## [REQUIRED ACTION]
Read the records below and report each line in which "ScopeTracker" occurs.
------------------------
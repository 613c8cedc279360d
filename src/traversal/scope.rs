//! Role-instance scope tracking (spec.md §4.6 "Scopes").
//!
//! A relation walked more than once in the same procedure (e.g. a
//! reflexive role-player edge revisited after a different relation) needs
//! to distinguish its separate traversals so that one doesn't mistake the
//! other's tentative role-instance binding for its own. Grounded in this
//! crate's own [`crate::graph::adjacency`] `modified`-set idiom: a plain
//! `HashMap` overlay, entries removed explicitly rather than expiring, with
//! the executor responsible for calling [`ScopeTracker::clear`] at exactly
//! the right backtrack point (spec.md §4.6: "backtracking past the scope
//! origin must clear the scope").

use crate::{
    iid::VertexIID,
    obs::sink::{self, MetricsEvent},
};
use std::collections::HashMap;

/// Resolved `(relation, roleType, player, repetition)` identity (spec.md
/// §4.6), once the procedure's `relation`/`player` vertex ids have been
/// looked up against the current binding set.
#[derive(Clone, Debug, Eq, PartialEq, Hash)]
pub struct ScopeKey {
    pub relation: VertexIID,
    pub role_type: VertexIID,
    pub player: VertexIID,
    pub repetition: u32,
}

/// Tentative role-instance bindings, keyed by scope identity. Entering a
/// scope that's already occupied by a *different* role instance is a
/// conflict (the same relation/role/player/repetition pair must resolve
/// to one role instance within a single branch); entering it again with
/// the *same* role instance is a no-op success, since the same branch may
/// legitimately revisit its own scope.
#[derive(Default)]
pub struct ScopeTracker {
    bound: HashMap<ScopeKey, VertexIID>,
}

impl ScopeTracker {
    #[must_use]
    pub fn new() -> Self {
        Self::default()
    }

    /// Attempt to bind `role_instance` under `key`. Returns `false` if the
    /// scope is already occupied by a different role instance — the
    /// executor must treat this as a failed candidate, not bind it.
    pub fn try_enter(&mut self, key: ScopeKey, role_instance: VertexIID) -> bool {
        match self.bound.get(&key) {
            Some(existing) => existing == &role_instance,
            None => {
                self.bound.insert(key, role_instance);
                true
            }
        }
    }

    /// Clear a scope on backtrack past its origin step (spec.md §4.6).
    pub fn clear(&mut self, key: &ScopeKey) {
        if self.bound.remove(key).is_some() {
            sink::record(MetricsEvent::ScopeCleared);
        }
    }
}

#[cfg(test)]
mod tests {
    use super::*;
    use crate::iid::VertexKind;

    fn vertex(id: u64) -> VertexIID {
        VertexIID::thing_vertex(VertexKind::Entity, 1, id)
    }

    #[test]
    fn revisiting_the_same_scope_with_a_different_instance_is_rejected() {
        let mut tracker = ScopeTracker::new();
        let key = ScopeKey {
            relation: vertex(1),
            role_type: VertexIID::type_vertex(VertexKind::RoleType, 9),
            player: vertex(2),
            repetition: 0,
        };
        assert!(tracker.try_enter(key.clone(), vertex(10)));
        assert!(!tracker.try_enter(key.clone(), vertex(11)));
        assert!(tracker.try_enter(key.clone(), vertex(10)));
    }

    #[test]
    fn clearing_a_scope_allows_a_new_instance_to_bind() {
        let mut tracker = ScopeTracker::new();
        let key = ScopeKey {
            relation: vertex(1),
            role_type: VertexIID::type_vertex(VertexKind::RoleType, 9),
            player: vertex(2),
            repetition: 0,
        };
        assert!(tracker.try_enter(key.clone(), vertex(10)));
        tracker.clear(&key);
        assert!(tracker.try_enter(key, vertex(11)));
    }
}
------------------------
## [SOLUTION TO THIS EXERCISE]
//! the executor responsible for calling [`ScopeTracker::clear`] at exactly
pub struct ScopeTracker {
impl ScopeTracker {
        let mut tracker = ScopeTracker::new();
        let mut tracker = ScopeTracker::new();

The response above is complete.